It is notoriously difficult to get pricing information for QNX.
I have heard differing reports on comp.os.qnx, including that it is "very expensive, hundreds of dollars per system," or, on the other hand, the vague answer of "you can license it reasonably economically." (With no definition of what "reasonably economical" means, of course.)
- If people should start thinking of QNX, then they should also start thinking of:
- VSTa
A copylefted system that "lifts" ideas from QNX and Plan 9
It looks like development has not been terribly active lately.
- MIT Exokernel
Again, not terribly active, but an interesting OS kernel.
- EROS
Eric Raymond thinks it's mindblowing, so the Eric Raymond Personality Cult should all be preparing to drop Linux in favor of EROS. (Of course, it isn't yet capable of self-hosting, which indicates that it's not all that useful at this point.
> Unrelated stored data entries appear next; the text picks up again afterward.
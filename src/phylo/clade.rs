use super::normalize::CandidacyRules;
use super::tree::{Tree, TreeError};
use rustc_hash::FxHashMap;
use std::fmt::Display;
use std::sync::Arc;
use tracing::warn;

/// The set of tip labels spanned by a subtree.
///
/// Stored as a sorted slice so that two signatures built from the same
/// labels in any order compare and hash equal, independently of the
/// tree they came from.
#[derive(Debug, Clone, PartialEq, Eq, Hash, PartialOrd, Ord)]
pub struct CladeSignature(Box<[Arc<str>]>);

impl CladeSignature {
    pub fn tip(label: Arc<str>) -> Self {
        Self(Box::new([label]))
    }

    pub fn from_labels<I, S>(labels: I) -> Self
    where
        I: IntoIterator<Item = S>,
        S: AsRef<str>,
    {
        let labels: Vec<Arc<str>> =
            labels.into_iter().map(|l| Arc::from(l.as_ref())).collect();
        Self::from_unsorted(labels)
    }

    /// Union of the given signatures.
    pub fn union<'a>(parts: impl IntoIterator<Item = &'a CladeSignature>) -> Self {
        let mut labels: Vec<Arc<str>> = Vec::new();
        for part in parts {
            labels.extend(part.0.iter().cloned());
        }
        Self::from_unsorted(labels)
    }

    fn from_unsorted(mut labels: Vec<Arc<str>>) -> Self {
        labels.sort_unstable();
        labels.dedup();
        Self(labels.into_boxed_slice())
    }

    /// Number of tips in the clade.
    pub fn len(&self) -> usize {
        self.0.len()
    }

    pub fn is_empty(&self) -> bool {
        self.0.is_empty()
    }

    pub fn labels(&self) -> &[Arc<str>] {
        &self.0
    }

    pub fn contains(&self, label: &str) -> bool {
        self.0.binary_search_by(|l| l.as_ref().cmp(label)).is_ok()
    }
}

impl Display for CladeSignature {
    fn fmt(&self, f: &mut std::fmt::Formatter<'_>) -> std::fmt::Result {
        let labels: Vec<&str> = self.0.iter().map(|l| l.as_ref()).collect();
        write!(f, "{{{}}}", labels.join(","))
    }
}

#[derive(Debug, Clone, PartialEq, Eq)]
pub struct CladeEntry {
    pub signature: CladeSignature,
    pub label: Arc<str>,
}

/// Two candidate nodes of the same tree that span the same tips.
#[derive(Debug, Clone, PartialEq, Eq)]
pub struct SignatureCollision {
    pub overwritten: Arc<str>,
    pub winner: Arc<str>,
    pub clade_size: usize,
}

/// Clade signature to internal node label table for one tree.
///
/// Entries keep the position of the first insertion of their signature;
/// a later insertion of the same signature replaces the label and is
/// recorded as a [`SignatureCollision`].
#[derive(Debug, Clone, Default)]
pub struct CladeIndex {
    entries: Vec<CladeEntry>,
    positions: FxHashMap<CladeSignature, usize>,
    collisions: Vec<SignatureCollision>,
}

impl CladeIndex {
    pub fn new() -> Self {
        Self::default()
    }

    /// Builds the index from the candidate internal nodes of `tree`, in
    /// pre-order. Empty labels count as unlabelled. Requires
    /// [`Tree::index_clades`] to have been run.
    pub fn build(
        tree: &Tree,
        rules: &CandidacyRules,
    ) -> Result<Self, TreeError> {
        let mut index = Self::new();
        let root_id = tree.first_node_id();
        for node_id in tree.node_ids_preorder() {
            if tree.is_tip(&node_id) {
                continue;
            }
            let Some(label) = tree.label(&node_id) else {
                continue;
            };
            let is_root = Some(node_id) == root_id;
            if label.is_empty() || !rules.is_candidate(&label, is_root) {
                continue;
            }
            let signature =
                tree.clade(&node_id).ok_or(TreeError::CladesNotIndexed)?;
            _ = index.insert(signature.clone(), label);
        }
        Ok(index)
    }

    /// Inserts an entry, returning the label it replaced, if any.
    pub fn insert(
        &mut self,
        signature: CladeSignature,
        label: Arc<str>,
    ) -> Option<Arc<str>> {
        if let Some(&position) = self.positions.get(&signature) {
            let entry = &mut self.entries[position];
            let overwritten = std::mem::replace(&mut entry.label, label.clone());
            warn!(
                "Clade of {} tips is claimed by both '{}' and '{}'; keeping '{}'.",
                signature.len(),
                overwritten,
                label,
                label
            );
            self.collisions.push(SignatureCollision {
                overwritten: overwritten.clone(),
                winner: label,
                clade_size: signature.len(),
            });
            Some(overwritten)
        } else {
            _ = self.positions.insert(signature.clone(), self.entries.len());
            self.entries.push(CladeEntry { signature, label });
            None
        }
    }

    pub fn get(&self, signature: &CladeSignature) -> Option<&Arc<str>> {
        self.positions
            .get(signature)
            .map(|&position| &self.entries[position].label)
    }

    pub fn len(&self) -> usize {
        self.entries.len()
    }

    pub fn is_empty(&self) -> bool {
        self.entries.is_empty()
    }

    pub fn entries(&self) -> &[CladeEntry] {
        &self.entries
    }

    pub fn labels(&self) -> impl Iterator<Item = &Arc<str>> {
        self.entries.iter().map(|entry| &entry.label)
    }

    pub fn collisions(&self) -> &[SignatureCollision] {
        &self.collisions
    }
}
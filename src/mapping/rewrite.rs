use super::correspondence::CorrespondenceMap;
use std::fs::File;
use std::io::{BufRead, BufReader, BufWriter, Write};
use std::path::Path;
use tracing::info;

/// Line counts from one rewrite.
#[derive(Debug, Clone, Copy, Default, PartialEq, Eq)]
pub struct RewriteStats {
    /// Non-blank lines seen.
    pub records: usize,
    /// Lines whose leading label was replaced.
    pub renamed: usize,
}

/// Splits a line into leading whitespace, first token and the rest.
fn split_leading_label(line: &str) -> (&str, &str, &str) {
    let indent = line.len() - line.trim_start().len();
    let rest = &line[indent..];
    let end = rest.find(char::is_whitespace).unwrap_or(rest.len());
    (&line[..indent], &rest[..end], &rest[end..])
}

/// Copies `reader` to `writer` line by line, replacing the first token
/// of each line with its mapped label.
///
/// Unmapped labels and blank lines pass through untouched; everything
/// after the first token, including separators and line endings, is
/// written back byte for byte.
pub fn rewrite_labels(
    map: &CorrespondenceMap,
    mut reader: impl BufRead,
    mut writer: impl Write,
) -> std::io::Result<RewriteStats> {
    let mut stats = RewriteStats::default();
    let mut line = String::new();

    loop {
        line.clear();
        if reader.read_line(&mut line)? == 0 {
            break;
        }
        if line.trim().is_empty() {
            writer.write_all(line.as_bytes())?;
            continue;
        }

        stats.records += 1;
        let (indent, label, payload) = split_leading_label(&line);
        match map.get(label) {
            Some(mapped) if mapped.as_ref() != label => {
                stats.renamed += 1;
                writer.write_all(indent.as_bytes())?;
                writer.write_all(mapped.as_bytes())?;
                writer.write_all(payload.as_bytes())?;
            }
            _ => writer.write_all(line.as_bytes())?,
        }
    }

    writer.flush()?;
    Ok(stats)
}

/// [`rewrite_labels`] from one file into another.
pub fn rewrite_file(
    map: &CorrespondenceMap,
    input: impl AsRef<Path>,
    output: impl AsRef<Path>,
) -> std::io::Result<RewriteStats> {
    let (input, output) = (input.as_ref(), output.as_ref());
    let reader = BufReader::new(File::open(input)?);
    let writer = BufWriter::new(File::create(output)?);
    let stats = rewrite_labels(map, reader, writer)?;
    info!("Rewritten records written to: {}", output.display());
    info!("Lines processed: {}, renamed: {}", stats.records, stats.renamed);
    Ok(stats)
}
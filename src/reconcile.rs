//! End-to-end matching of one source/target tree pair.

use crate::parsers::rst::{RstError, extract_labelled_tree};
use crate::{
    CladeIndex, ConfigError, CorrespondenceMap, MatchConfig, NormalizeOptions,
    NormalizeSummary, SiteError, Tree, TreeError, TreeParseError,
    normalize_tree, parse_newick,
};
use rayon::prelude::*;
use rustc_hash::FxHashSet;
use std::path::Path;
use std::sync::Arc;
use thiserror::Error;
use tracing::{debug, info};

#[derive(Debug, Error)]
pub enum ReconcileError {
    #[error("Cannot parse tree: {0}")]
    Parse(#[from] TreeParseError),
    #[error(transparent)]
    Tree(#[from] TreeError),
    #[error(transparent)]
    Rst(#[from] RstError),
    #[error(transparent)]
    Site(#[from] SiteError),
    #[error(transparent)]
    Config(#[from] ConfigError),
    #[error(transparent)]
    Io(#[from] std::io::Error),
}

/// A parsed, normalized and indexed tree.
#[derive(Debug, Clone)]
pub struct PreparedTree {
    pub tree: Tree,
    pub index: CladeIndex,
    pub normalization: NormalizeSummary,
}

/// Parses `newick`, applies `options`, computes clade signatures and
/// builds the candidate index.
pub fn prepare_tree(
    newick: &str,
    options: &NormalizeOptions,
) -> Result<PreparedTree, ReconcileError> {
    let mut tree = parse_newick(newick.trim())?;
    let normalization = normalize_tree(&mut tree, options)?;
    tree.index_clades()?;
    let index = CladeIndex::build(&tree, &options.candidacy)?;
    Ok(PreparedTree { tree, index, normalization })
}

#[derive(Debug, Clone)]
pub struct Reconciliation {
    pub source: PreparedTree,
    pub target: PreparedTree,
    pub map: CorrespondenceMap,
}

impl Reconciliation {
    /// Target candidates with no source partner.
    pub fn unmatched_target(&self) -> Vec<Arc<str>> {
        self.map.unmatched_target(&self.target.index)
    }

    /// Number of tip labels the two trees share after normalization.
    pub fn tip_overlap(&self) -> usize {
        let source: FxHashSet<Arc<str>> =
            self.source.tree.tip_labels().into_iter().collect();
        self.target
            .tree
            .tip_labels()
            .iter()
            .filter(|label| source.contains(*label))
            .count()
    }
}

/// Matches the internal nodes of two trees by shared tip sets.
pub fn reconcile(
    source_newick: &str,
    target_newick: &str,
    config: &MatchConfig,
) -> Result<Reconciliation, ReconcileError> {
    let target = prepare_tree(target_newick, &config.target)?;
    info!("Target internal nodes with candidate labels: {}", target.index.len());

    let source = prepare_tree(source_newick, &config.source)?;
    info!("Source internal nodes with candidate labels: {}", source.index.len());

    let map = CorrespondenceMap::build(&source.index, &target.index);
    let reconciliation = Reconciliation { source, target, map };

    info!("Tip-label overlap size: {}", reconciliation.tip_overlap());
    debug!(
        "Target nodes without a source partner: {}",
        reconciliation.unmatched_target().len()
    );

    Ok(reconciliation)
}

/// [`reconcile`] against the node-labelled tree of a PAML `.rst` report.
pub fn reconcile_with_rst(
    source_newick: &str,
    rst_content: &str,
    config: &MatchConfig,
) -> Result<Reconciliation, ReconcileError> {
    let target_newick = extract_labelled_tree(rst_content)?;
    reconcile(source_newick, &target_newick, config)
}

pub fn reconcile_files(
    source_path: impl AsRef<Path>,
    target_path: impl AsRef<Path>,
    config: &MatchConfig,
) -> Result<Reconciliation, ReconcileError> {
    let source_newick = std::fs::read_to_string(source_path)?;
    let target_newick = std::fs::read_to_string(target_path)?;
    reconcile(&source_newick, &target_newick, config)
}

/// One independent tree pair, e.g. one gene family.
#[derive(Debug, Clone)]
pub struct ReconcileJob {
    pub name: String,
    pub source_newick: String,
    pub target_newick: String,
}

/// Reconciles many independent pairs in parallel. Results keep the job
/// order.
pub fn reconcile_batch(
    jobs: &[ReconcileJob],
    config: &MatchConfig,
) -> Vec<(String, Result<Reconciliation, ReconcileError>)> {
    jobs.par_iter()
        .map(|job| {
            let result =
                reconcile(&job.source_newick, &job.target_newick, config);
            (job.name.clone(), result)
        })
        .collect()
}
pub(crate) mod newick;
pub(crate) mod rst;

use crate::TreeError;
use thiserror::Error;

#[derive(Debug, Error)]
pub enum TreeParseError {
    #[error("NEWICK string is empty.")]
    Empty,
    #[error("Unexpected token '{token}' at byte {position}.")]
    UnexpectedToken { token: String, position: usize },
    #[error("NEWICK string ended before the tree was complete.")]
    UnexpectedEnd,
    #[error("Quoted label opened at byte {position} is never closed.")]
    UnterminatedQuote { position: usize },
    #[error(transparent)]
    TreeError(#[from] TreeError),
}
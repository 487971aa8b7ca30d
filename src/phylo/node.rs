use super::clade::CladeSignature;
use slotmap::new_key_type;
use std::{fmt::Display, sync::Arc};

new_key_type! { pub struct NodeId; }

#[derive(Debug, Default, Clone, Copy, PartialEq, PartialOrd, Ord, Eq)]
pub enum NodeType {
    #[default]
    Unset,
    Tip,
    Internal,
    Root,
}

#[derive(Debug, Default, Clone, PartialEq)]
pub struct Node {
    node_id: Option<NodeId>,
    parent_id: Option<NodeId>,
    child_ids: Vec<NodeId>,
    label: Option<Arc<str>>,
    clade: Option<CladeSignature>,
    node_type: NodeType,
}

impl Node {
    pub fn is_tip(&self) -> bool { self.child_ids.is_empty() }
    pub fn child_ids(&self) -> &[NodeId] { &self.child_ids }
    pub fn child_node_count(&self) -> usize { self.child_ids.len() }
    pub fn add_child_id(&mut self, node_id: NodeId) { self.child_ids.push(node_id) }
    pub fn node_id(&self) -> Option<&NodeId> { self.node_id.as_ref() }
    pub fn set_node_id(&mut self, node_id: NodeId) { self.node_id = Some(node_id); }
    pub fn parent_id(&self) -> Option<&NodeId> { self.parent_id.as_ref() }
    pub fn set_parent_id(&mut self, node_id: Option<NodeId>) { self.parent_id = node_id; }
    pub fn label(&self) -> Option<Arc<str>> { self.label.clone() }

    pub fn set_label<'a>(&mut self, label: Option<impl Into<&'a str>>) {
        self.label = label.map(|label| label.into().into());
    }

    /// Clade signature assigned by [`Tree::index_clades`](super::Tree::index_clades).
    pub fn clade(&self) -> Option<&CladeSignature> { self.clade.as_ref() }
    pub(crate) fn set_clade(&mut self, clade: Option<CladeSignature>) { self.clade = clade; }

    pub fn node_type(&self) -> NodeType { self.node_type }

    pub(crate) fn set_node_type(&mut self) -> NodeType {
        self.node_type = if self.parent_id.is_none() {
            NodeType::Root
        } else if self.child_ids.is_empty() {
            NodeType::Tip
        } else {
            NodeType::Internal
        };
        self.node_type
    }
}

impl Display for NodeId {
    fn fmt(&self, f: &mut std::fmt::Formatter<'_>) -> std::fmt::Result {
        let disp = format!("{self:?}");
        write!(f, "{}", &disp[7..disp.len() - 1])
    }
}
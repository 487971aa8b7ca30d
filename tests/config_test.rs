use clademap::{
    CandidacyRules, ConfigError, MatchConfig, NormalizeOptions, ReportColumns,
    reconcile,
};
use std::fs;

#[test]
fn test_empty_json_gives_defaults() {
    let config = MatchConfig::from_json_str("{}").expect("valid json");
    assert_eq!(config, MatchConfig::default());
    assert!(config.source.candidacy.include_root);
    assert_eq!(config.report_columns.target, "target_node");
    assert_eq!(config.report_columns.source, "source_node");
}

#[test]
fn test_partial_json_matches_presets() {
    let json = r#"{
        "source": { "placeholder_root": "ROOT" },
        "target": {
            "support_separator": "/",
            "candidacy": { "required_prefix": "Node" }
        },
        "report_columns": { "target": "iqtree_node", "source": "raxml_node" }
    }"#;
    let config = MatchConfig::from_json_str(json).expect("valid json");

    assert_eq!(config.source, NormalizeOptions::raxml());
    assert_eq!(config.target, NormalizeOptions::iqtree());
    assert_eq!(config.report_columns, ReportColumns::iqtree());
}

#[test]
fn test_presets_survive_json() {
    for config in [
        MatchConfig::default(),
        MatchConfig::raxml_to_iqtree(),
        MatchConfig::raxml_to_paml(),
    ] {
        let json = config.to_json_string().expect("serializable");
        let loaded = MatchConfig::from_json_str(&json).expect("valid json");
        assert_eq!(loaded, config);
    }
}

#[test]
fn test_raxml_to_iqtree_excludes_tip_style_labels() {
    let rules = MatchConfig::raxml_to_iqtree().source.candidacy;
    assert!(rules.is_candidate("230", false));
    assert!(!rules.is_candidate("SzR_12", false));
    assert!(!rules.is_candidate("HeR_3", false));
    assert!(!rules.is_candidate("OG_WP_010903286", false));
}

#[test]
fn test_required_prefix() {
    let rules = CandidacyRules {
        required_prefix: Some("Node".to_string()),
        ..CandidacyRules::default()
    };
    assert!(rules.is_candidate("Node12", false));
    assert!(rules.is_candidate("Node1", true));
    assert!(!rules.is_candidate("95", false));
}

#[test]
fn test_invalid_json() {
    assert!(matches!(
        MatchConfig::from_json_str("{ \"source\": 3 }"),
        Err(ConfigError::Json(_))
    ));
    assert!(matches!(
        MatchConfig::from_json_str("{ \"target\": { \"support_separator\": \"//\" } }"),
        Err(ConfigError::Json(_))
    ));
}

#[test]
fn test_config_file() {
    let dir = tempfile::tempdir().expect("temporary directory");
    let path = dir.path().join("match.json");
    fs::write(
        &path,
        r#"{ "source": { "candidacy": { "include_root": false } },
             "target": { "candidacy": { "include_root": false } } }"#,
    )
    .expect("config written");

    let config = MatchConfig::from_json_file(&path).expect("valid config file");
    let result = reconcile(
        "(( L1,L2)IntA,L3)RootA;",
        "((L1,L2)IntB,L3)RootB;",
        &config,
    )
    .expect("trees match");
    assert_eq!(result.map.len(), 1);
    assert_eq!(result.map.get("IntA").map(|l| l.as_ref()), Some("IntB"));

    assert!(matches!(
        MatchConfig::from_json_file(dir.path().join("missing.json")),
        Err(ConfigError::Io(_))
    ));
}
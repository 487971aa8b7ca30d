use super::clade::CladeSignature;
use super::node::{Node, NodeId, NodeType};
use rustc_hash::{FxHashMap, FxHashSet};
use slotmap::SlotMap;
use std::sync::Arc;
use thiserror::Error;

#[derive(Debug, Default, Clone)]
pub struct Tree {
    nodes: SlotMap<NodeId, Node>,
    first_node_id: Option<NodeId>,
    tip_count_all: usize,
    internal_node_count_all: usize,
    node_count_all: usize,
    clades_indexed: bool,
}

#[derive(Debug, Error)]
pub enum TreeError {
    #[error("Parent node with NodeId: {0} does not exist.")]
    ParentNodeDoesNotExist(NodeId),
    #[error("Tree validation failed: {0}.")]
    InvalidTree(String),
    #[error("Tip node {0} has no label.")]
    UnlabelledTip(NodeId),
    #[error("Tip label '{0}' occurs more than once.")]
    DuplicateTipLabel(String),
    #[error("Clade signatures have not been computed for this tree.")]
    CladesNotIndexed,
}

impl Tree {
    // =========================================================================
    // Construction & Validation
    // =========================================================================

    pub fn new() -> Self {
        Self::default()
    }

    pub fn add_new_node<'a>(
        &mut self,
        label: Option<impl Into<&'a str>>,
        parent_node_id: Option<NodeId>,
    ) -> Result<NodeId, TreeError> {
        let mut node: Node = Node::default();
        node.set_label(label);
        self.add_node(node, parent_node_id)
    }

    pub fn add_node(
        &mut self,
        mut node: Node,
        parent_node_id: Option<NodeId>,
    ) -> Result<NodeId, TreeError> {
        if let Some(parent_node_id) = parent_node_id
            && !self.nodes.contains_key(parent_node_id)
        {
            return Err(TreeError::ParentNodeDoesNotExist(parent_node_id));
        }

        node.set_parent_id(parent_node_id);
        let node_id = self.nodes.insert_with_key(|node_id| {
            node.set_node_id(node_id);
            node
        });

        if let Some(parent_node) = self.node_mut(parent_node_id) {
            parent_node.add_child_id(node_id);
        }

        self.clear_clades();
        Ok(node_id)
    }

    /// Assigns node types and counts, and locates the single parentless node.
    pub fn validate(&mut self) -> Result<NodeId, TreeError> {
        let mut count_of_tip: usize = 0;
        let mut count_of_internal: usize = 0;
        let mut root_ids: Vec<NodeId> = Vec::new();

        for (node_id, node) in self.nodes.iter_mut() {
            match node.set_node_type() {
                NodeType::Tip => count_of_tip += 1,
                NodeType::Internal => count_of_internal += 1,
                NodeType::Root => root_ids.push(node_id),
                NodeType::Unset => {}
            }
        }

        if root_ids.len() != 1 {
            return Err(TreeError::InvalidTree(format!(
                "expected exactly one root node, found {}",
                root_ids.len()
            )));
        }

        let root_id = root_ids[0];
        if self.nodes[root_id].is_tip() {
            count_of_tip += 1;
        } else {
            count_of_internal += 1;
        }

        self.first_node_id = Some(root_id);
        self.tip_count_all = count_of_tip;
        self.internal_node_count_all = count_of_internal;
        self.node_count_all = count_of_tip + count_of_internal;

        Ok(root_id)
    }

    // =========================================================================
    // Tree Properties
    // =========================================================================

    pub fn tip_count_all(&self) -> usize {
        self.tip_count_all
    }

    pub fn internal_node_count_all(&self) -> usize {
        self.internal_node_count_all
    }

    pub fn node_count_all(&self) -> usize {
        self.node_count_all
    }

    pub fn has_internal_node_labels(&self) -> bool {
        self.nodes.values().any(|n| !n.is_tip() && n.label().is_some())
    }

    // =========================================================================
    // Node Access
    // =========================================================================

    pub fn node(&self, node_id: Option<NodeId>) -> Option<&Node> {
        if let Some(node_id) = node_id { self.nodes.get(node_id) } else { None }
    }

    pub fn node_mut(&mut self, node_id: Option<NodeId>) -> Option<&mut Node> {
        if let Some(node_id) = node_id {
            self.nodes.get_mut(node_id)
        } else {
            None
        }
    }

    pub fn first_node_id(&self) -> Option<NodeId> {
        self.first_node_id
    }

    pub fn node_id_by_label<'a>(
        &self,
        label: impl Into<&'a str>,
    ) -> Option<NodeId> {
        let label: &str = label.into();
        self.nodes.iter().find_map(|(node_id, node)| {
            match node.label() {
                Some(node_label) if node_label.as_ref() == label => {
                    Some(node_id)
                }
                _ => None,
            }
        })
    }

    pub fn label(&self, node_id: &NodeId) -> Option<Arc<str>> {
        self.nodes[*node_id].label()
    }

    /// Relabels a node. Relabelling a tip discards all clade signatures,
    /// since they are derived from tip labels.
    pub fn set_label<'a>(
        &mut self,
        node_id: &NodeId,
        label: Option<impl Into<&'a str>>,
    ) {
        let node = &mut self.nodes[*node_id];
        node.set_label(label);
        if node.is_tip() {
            self.clear_clades();
        }
    }

    pub fn parent_id(&self, node_id: &NodeId) -> Option<&NodeId> {
        self.nodes[*node_id].parent_id()
    }

    pub fn child_ids(&self, node_id: &NodeId) -> &[NodeId] {
        self.nodes[*node_id].child_ids()
    }

    pub fn is_tip(&self, node_id: &NodeId) -> bool {
        self.nodes[*node_id].is_tip()
    }

    // =========================================================================
    // Tree Traversal
    // =========================================================================

    /// Node ids in pre-order, children visited left to right.
    pub fn node_ids_preorder(&self) -> Vec<NodeId> {
        let mut result = Vec::with_capacity(self.nodes.len());
        let mut stack: Vec<NodeId> = self.first_node_id.into_iter().collect();
        while let Some(node_id) = stack.pop() {
            result.push(node_id);
            stack.extend(self.child_ids(&node_id).iter().rev());
        }
        result
    }

    /// Node ids in post-order, children visited left to right.
    pub fn node_ids_postorder(&self) -> Vec<NodeId> {
        let mut result = Vec::with_capacity(self.nodes.len());
        let mut stack: Vec<NodeId> = self.first_node_id.into_iter().collect();
        while let Some(node_id) = stack.pop() {
            result.push(node_id);
            stack.extend(self.child_ids(&node_id).iter());
        }
        result.reverse();
        result
    }

    pub fn tip_node_ids_all(&self) -> Vec<NodeId> {
        self.node_ids_preorder()
            .into_iter()
            .filter(|node_id| self.is_tip(node_id))
            .collect()
    }

    pub fn internal_node_ids_all(&self) -> Vec<NodeId> {
        self.node_ids_preorder()
            .into_iter()
            .filter(|node_id| !self.is_tip(node_id))
            .collect()
    }

    pub fn tip_labels(&self) -> Vec<Arc<str>> {
        self.tip_node_ids_all()
            .iter()
            .filter_map(|node_id| self.label(node_id))
            .collect()
    }

    // =========================================================================
    // Clade Signatures
    // =========================================================================

    pub fn clades_indexed(&self) -> bool {
        self.clades_indexed
    }

    pub fn clade(&self, node_id: &NodeId) -> Option<&CladeSignature> {
        if self.clades_indexed { self.nodes[*node_id].clade() } else { None }
    }

    /// Assigns every node the set of tip labels below it, bottom-up.
    ///
    /// Every tip must carry a label and no label may occur on two tips.
    pub fn index_clades(&mut self) -> Result<(), TreeError> {
        let mut seen: FxHashSet<Arc<str>> = FxHashSet::default();
        for node_id in self.tip_node_ids_all() {
            let Some(label) = self.label(&node_id) else {
                return Err(TreeError::UnlabelledTip(node_id));
            };
            if !seen.insert(label.clone()) {
                return Err(TreeError::DuplicateTipLabel(label.to_string()));
            }
        }

        let mut clades: FxHashMap<NodeId, CladeSignature> =
            FxHashMap::default();
        for node_id in self.node_ids_postorder() {
            let node = &self.nodes[node_id];
            let clade = if node.is_tip() {
                match node.label() {
                    Some(label) => CladeSignature::tip(label),
                    None => return Err(TreeError::UnlabelledTip(node_id)),
                }
            } else {
                CladeSignature::union(
                    node.child_ids().iter().filter_map(|id| clades.get(id)),
                )
            };
            _ = clades.insert(node_id, clade);
        }

        for (node_id, clade) in clades {
            self.nodes[node_id].set_clade(Some(clade));
        }
        self.clades_indexed = true;
        Ok(())
    }

    fn clear_clades(&mut self) {
        if !self.clades_indexed {
            return;
        }
        for node in self.nodes.values_mut() {
            node.set_clade(None);
        }
        self.clades_indexed = false;
    }

    // =========================================================================
    // Rooting Operations
    // =========================================================================

    /// Removes a placeholder root that carries `label` and has exactly one
    /// child, promoting that child to root. Returns the removed node.
    ///
    /// **Errors:**
    /// - `TreeError::InvalidTree` - the tree does not have exactly one root;
    ///   it is left unchanged
    pub fn collapse_placeholder_root(
        &mut self,
        label: &str,
    ) -> Result<Option<Node>, TreeError> {
        if self.nodes.is_empty() {
            return Ok(None);
        }
        let root_id = self.validate()?;
        let root = &self.nodes[root_id];
        if root.label().as_deref() != Some(label) || root.child_node_count() != 1
        {
            return Ok(None);
        }

        let child_id = root.child_ids()[0];
        self.nodes[child_id].set_parent_id(None);
        let removed = self.nodes.remove(root_id);
        self.clear_clades();
        _ = self.validate()?;
        Ok(removed)
    }
}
But, to cultists, usefulness is irrelevant...)
- Possibly even Hurd
It's different from the other options; certainly not a tiny OS option...
- eCos
- RTEMS
Which, like QNX, appears to be used in some reasonably critical system environments...
- Fiasco
Which is a "lighter microkernel than Mach"...
- On Linux, people interested in QNX should almost certainly look at SRR -- QNX API compatible message passing for Linux
This is the critical programming abstraction that QNX uses heavily which isn't all that widely used on traditional UNIXes, namely asynchronous messaging.
- VSTa
- Pricing.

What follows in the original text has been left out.